Jung, Maria Saloma (Selma), née St. George (1760–90): From 1782 second wife of Johann Heinrich Jung (Jung-Stilling) in Marburg. She was twenty-two when they married, he forty-two, they having been introduced to each other by Sophie von La Roche; she would, however, die on 23 May 1790, before Caroline even left Marburg. Jung would marry a third time in 1790/91.
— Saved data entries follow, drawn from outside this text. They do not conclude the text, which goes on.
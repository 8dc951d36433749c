use serde::{Deserialize, Deserializer, Serialize};
use serde_json::Value;
use std::collections::BTreeMap;

/// A scalar attribute with optional certainty.
///
/// Only `value` is read by the scoring pipeline; `confidence` is carried
/// through so callers can round-trip enriched profiles untouched.
#[derive(Debug, Clone, Copy, PartialEq, Serialize, Deserialize)]
pub struct Trait {
    pub value: f64,
    #[serde(default, skip_serializing_if = "Option::is_none")]
    pub confidence: Option<f64>,
}

impl Trait {
    pub fn new(value: f64) -> Self {
        Self { value, confidence: None }
    }
}

impl From<f64> for Trait {
    fn from(value: f64) -> Self {
        Self::new(value)
    }
}

/// Boolean opt-in preference, e.g. strict matching on the SN axis
#[derive(Debug, Clone, Copy, Default, PartialEq, Eq, Serialize, Deserialize)]
pub struct Flag {
    #[serde(default, deserialize_with = "null_as_default")]
    pub value: bool,
}

/// Profile compared by the scoring pipeline
#[derive(Debug, Clone, Serialize, Deserialize)]
pub struct Profile {
    #[serde(alias = "user_id", alias = "userId")]
    pub id: String,
    #[serde(default, skip_serializing_if = "Option::is_none")]
    pub name: Option<String>,
    #[serde(default, deserialize_with = "null_as_default")]
    pub facts: Facts,
    #[serde(default, deserialize_with = "null_as_default")]
    pub inferences: Inferences,
    #[serde(default, deserialize_with = "null_as_default")]
    pub relationship_style: RelationshipStyle,
    #[serde(default, skip_serializing_if = "Option::is_none")]
    pub ml_cluster_id: Option<u32>,
}

/// Objective, user-supplied attributes
#[derive(Debug, Clone, Default, Serialize, Deserialize)]
pub struct Facts {
    #[serde(default)]
    pub age: Option<u8>,
    #[serde(default)]
    pub gender: Option<String>,
    /// Ordinal 1..3
    #[serde(default)]
    pub education_tier: Option<u8>,
    /// Ordinal 1..3
    #[serde(default)]
    pub job_difficulty: Option<u8>,
    /// Ordinal 1..3
    #[serde(default)]
    pub income_band: Option<u8>,
    #[serde(default, alias = "current_area_in_bangalore")]
    pub current_area: Option<String>,
    #[serde(default, deserialize_with = "null_as_default")]
    pub dealbreakers: Dealbreakers,
    #[serde(default)]
    pub relationship_intent: Option<RelationshipIntent>,
    #[serde(default)]
    pub smoking: Option<String>,
    #[serde(default)]
    pub drinking: Option<String>,
    #[serde(default)]
    pub nightlife: Option<String>,
    #[serde(default)]
    pub diet: Option<String>,
}

impl Facts {
    pub fn habit(&self, habit: Habit) -> Option<&str> {
        match habit {
            Habit::Smoking => self.smoking.as_deref(),
            Habit::Drinking => self.drinking.as_deref(),
            Habit::Nightlife => self.nightlife.as_deref(),
        }
    }
}

/// Lifestyle habits compared by the soft-lifestyle feature
#[derive(Debug, Clone, Copy, PartialEq, Eq, Hash)]
pub enum Habit {
    Smoking,
    Drinking,
    Nightlife,
}

impl Habit {
    pub const ALL: [Habit; 3] = [Habit::Smoking, Habit::Drinking, Habit::Nightlife];
}

/// Stated relationship intent
#[derive(Debug, Clone, Copy, PartialEq, Eq, Hash, Serialize, Deserialize)]
#[serde(rename_all = "snake_case")]
pub enum RelationshipIntent {
    #[serde(alias = "Serious")]
    Serious,
    #[serde(alias = "Casual")]
    Casual,
    #[serde(alias = "Open_to_both", alias = "open-to-both")]
    OpenToBoth,
}

/// Hard requirements a profile imposes on candidate partners.
///
/// Current profiles key requirements by attribute (`{"diet": "must_be_veg"}`);
/// older profiles store free-text strings, which are kept for display but
/// never block a pair.
#[derive(Debug, Clone, PartialEq, Serialize, Deserialize)]
#[serde(untagged)]
pub enum Dealbreakers {
    Keyed(BTreeMap<String, Value>),
    Freeform(Vec<String>),
}

impl Default for Dealbreakers {
    fn default() -> Self {
        Dealbreakers::Keyed(BTreeMap::new())
    }
}

impl Dealbreakers {
    /// Split declared requirements into recognized kinds and unrecognized keys
    pub fn requirements(&self) -> (Vec<DealbreakerKind>, Vec<String>) {
        let mut recognized = Vec::new();
        let mut unrecognized = Vec::new();

        match self {
            Dealbreakers::Keyed(map) => {
                for (key, value) in map {
                    match value.as_str().and_then(|v| DealbreakerKind::parse(key, v)) {
                        Some(kind) => recognized.push(kind),
                        None => unrecognized.push(key.clone()),
                    }
                }
            }
            Dealbreakers::Freeform(items) => unrecognized.extend(items.iter().cloned()),
        }

        (recognized, unrecognized)
    }
}

/// Dealbreaker kinds the filter gate knows how to check
#[derive(Debug, Clone, Copy, PartialEq, Eq, Hash, Serialize, Deserialize)]
#[serde(rename_all = "snake_case")]
pub enum DealbreakerKind {
    MustBeVegetarian,
    MustNotSmoke,
}

impl DealbreakerKind {
    pub fn parse(key: &str, requirement: &str) -> Option<Self> {
        let key = key.trim().to_ascii_lowercase();
        if key != "diet" && key != "smoking" {
            return None;
        }
        match requirement.trim().to_ascii_lowercase().as_str() {
            "must_be_veg" | "must_be_vegetarian" => Some(DealbreakerKind::MustBeVegetarian),
            "must_not_smoke" | "no_smoking" => Some(DealbreakerKind::MustNotSmoke),
            _ => None,
        }
    }

    /// Whether `other` fails this requirement
    pub fn is_violated_by(&self, other: &Facts) -> bool {
        match self {
            DealbreakerKind::MustBeVegetarian => {
                let diet = other.diet.as_deref().unwrap_or("").trim().to_ascii_lowercase();
                !matches!(diet.as_str(), "veg" | "vegetarian" | "vegan")
            }
            DealbreakerKind::MustNotSmoke => other
                .smoking
                .as_deref()
                .map(|s| s.trim().eq_ignore_ascii_case("yes"))
                .unwrap_or(false),
        }
    }
}

/// Derived traits
#[derive(Debug, Clone, Default, Serialize, Deserialize)]
pub struct Inferences {
    #[serde(default, rename = "mbti_axes", deserialize_with = "null_as_default")]
    pub personality: PersonalityAxes,
    #[serde(default, rename = "mbti_matching_prefs", deserialize_with = "null_as_default")]
    pub matching_prefs: MatchingPrefs,
    #[serde(default, rename = "humour_profile")]
    pub humour: Option<HumourProfile>,
    #[serde(default, deserialize_with = "null_as_default")]
    pub hobbies: Vec<Hobby>,
    #[serde(default, deserialize_with = "sparse_traits")]
    pub values: BTreeMap<String, Trait>,
    #[serde(default)]
    pub political_lean: Option<PoliticalLean>,
    #[serde(default, deserialize_with = "null_as_default")]
    pub attachment: Attachment,
}

/// The four personality axes, each in [0,1]
#[derive(Debug, Clone, Default, Serialize, Deserialize)]
pub struct PersonalityAxes {
    #[serde(default, rename = "IE")]
    pub ie: Option<Trait>,
    #[serde(default, rename = "SN")]
    pub sn: Option<Trait>,
    #[serde(default, rename = "FT")]
    pub ft: Option<Trait>,
    #[serde(default, rename = "JP")]
    pub jp: Option<Trait>,
}

impl PersonalityAxes {
    pub fn get(&self, axis: PersonalityAxis) -> Option<&Trait> {
        match axis {
            PersonalityAxis::IE => self.ie.as_ref(),
            PersonalityAxis::SN => self.sn.as_ref(),
            PersonalityAxis::FT => self.ft.as_ref(),
            PersonalityAxis::JP => self.jp.as_ref(),
        }
    }
}

#[derive(Debug, Clone, Copy, PartialEq, Eq, Hash)]
pub enum PersonalityAxis {
    IE,
    SN,
    FT,
    JP,
}

impl PersonalityAxis {
    /// Path of the axis inside a serialized profile
    pub fn field_path(&self) -> &'static str {
        match self {
            PersonalityAxis::IE => "inferences.mbti_axes.IE",
            PersonalityAxis::SN => "inferences.mbti_axes.SN",
            PersonalityAxis::FT => "inferences.mbti_axes.FT",
            PersonalityAxis::JP => "inferences.mbti_axes.JP",
        }
    }
}

#[derive(Debug, Clone, Default, Serialize, Deserialize)]
pub struct MatchingPrefs {
    #[serde(default)]
    pub sn_strict_mode: Option<Flag>,
}

#[derive(Debug, Clone, Default, Serialize, Deserialize)]
pub struct HumourProfile {
    #[serde(default, deserialize_with = "sparse_traits")]
    pub styles: BTreeMap<String, Trait>,
    #[serde(default)]
    pub cringe_tolerance: Option<Trait>,
    #[serde(default)]
    pub offence_tolerance: Option<Trait>,
    #[serde(default)]
    pub performs_vs_appreciates: Option<Trait>,
}

#[derive(Debug, Clone, PartialEq, Serialize, Deserialize)]
pub struct Hobby {
    pub name: String,
    #[serde(default, deserialize_with = "null_as_default")]
    pub involvement: f64,
}

#[derive(Debug, Clone, Default, Serialize, Deserialize)]
pub struct PoliticalLean {
    #[serde(default)]
    pub scalar_0_1: Option<Trait>,
}

#[derive(Debug, Clone, Default, Serialize, Deserialize)]
pub struct Attachment {
    #[serde(default)]
    pub anxious: Option<Trait>,
    #[serde(default)]
    pub avoidant: Option<Trait>,
}

#[derive(Debug, Clone, Default, Serialize, Deserialize)]
pub struct RelationshipStyle {
    #[serde(default)]
    pub communication_need: Option<Trait>,
    #[serde(default)]
    pub independence_need: Option<Trait>,
    #[serde(default)]
    pub long_term_orientation: Option<Trait>,
    #[serde(default, skip_serializing_if = "Option::is_none")]
    pub conflict_style: Option<String>,
}

/// Upstream enrichment writes `null` for sub-structures it has not filled
/// yet; read those like a missing key.
fn null_as_default<'de, D, T>(deserializer: D) -> Result<T, D::Error>
where
    D: Deserializer<'de>,
    T: Default + Deserialize<'de>,
{
    Ok(Option::<T>::deserialize(deserializer)?.unwrap_or_default())
}

/// Trait map where both the map and individual entries may be `null`
fn sparse_traits<'de, D>(deserializer: D) -> Result<BTreeMap<String, Trait>, D::Error>
where
    D: Deserializer<'de>,
{
    let entries: Option<BTreeMap<String, Option<Trait>>> = Option::deserialize(deserializer)?;
    Ok(entries
        .unwrap_or_default()
        .into_iter()
        .filter_map(|(key, value)| value.map(|t| (key, t)))
        .collect())
}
Jünger, Johann Friedrich (1756[9?]–97): Writer. After apprenticing as a merchant, he studied philology and then law in Jena but broke off his studies because of financial problems. Moved to Leipzig and published a satirical novel (1781–87) and a translation of a piece by C. de Laclos. Became acquainted with the publisher Georg Joachim Göschen and through him with Friedrich Schiller (1785) in Gohlis, then in Weimar. After being dismissed from his position as a private tutor to a prince’s family, he moved to Vienna, where from 1789 he was employed in the court theater. Financial problems again prompted his dismissal in 1794, after which he lived amid increasing problems of depression. He was known especially for his free translations and adaptations of English and French authors, e.g., Samuel Constant de Rebecque, Camille, ou Lettres de deux Filles de ce siècle, traduites de l’anglais sur les originaux.
Juvenal (Decimus Junius Juvenalis) (ca. 55–60 BCE—ca. 140): Poet and last great satirist of Roman literture; his sixteen satires portray in the harshest colors the vices of Roman society, albeit without humor, seeking instead to elicit aversion and horror at the sinful Babylon that Rome had become.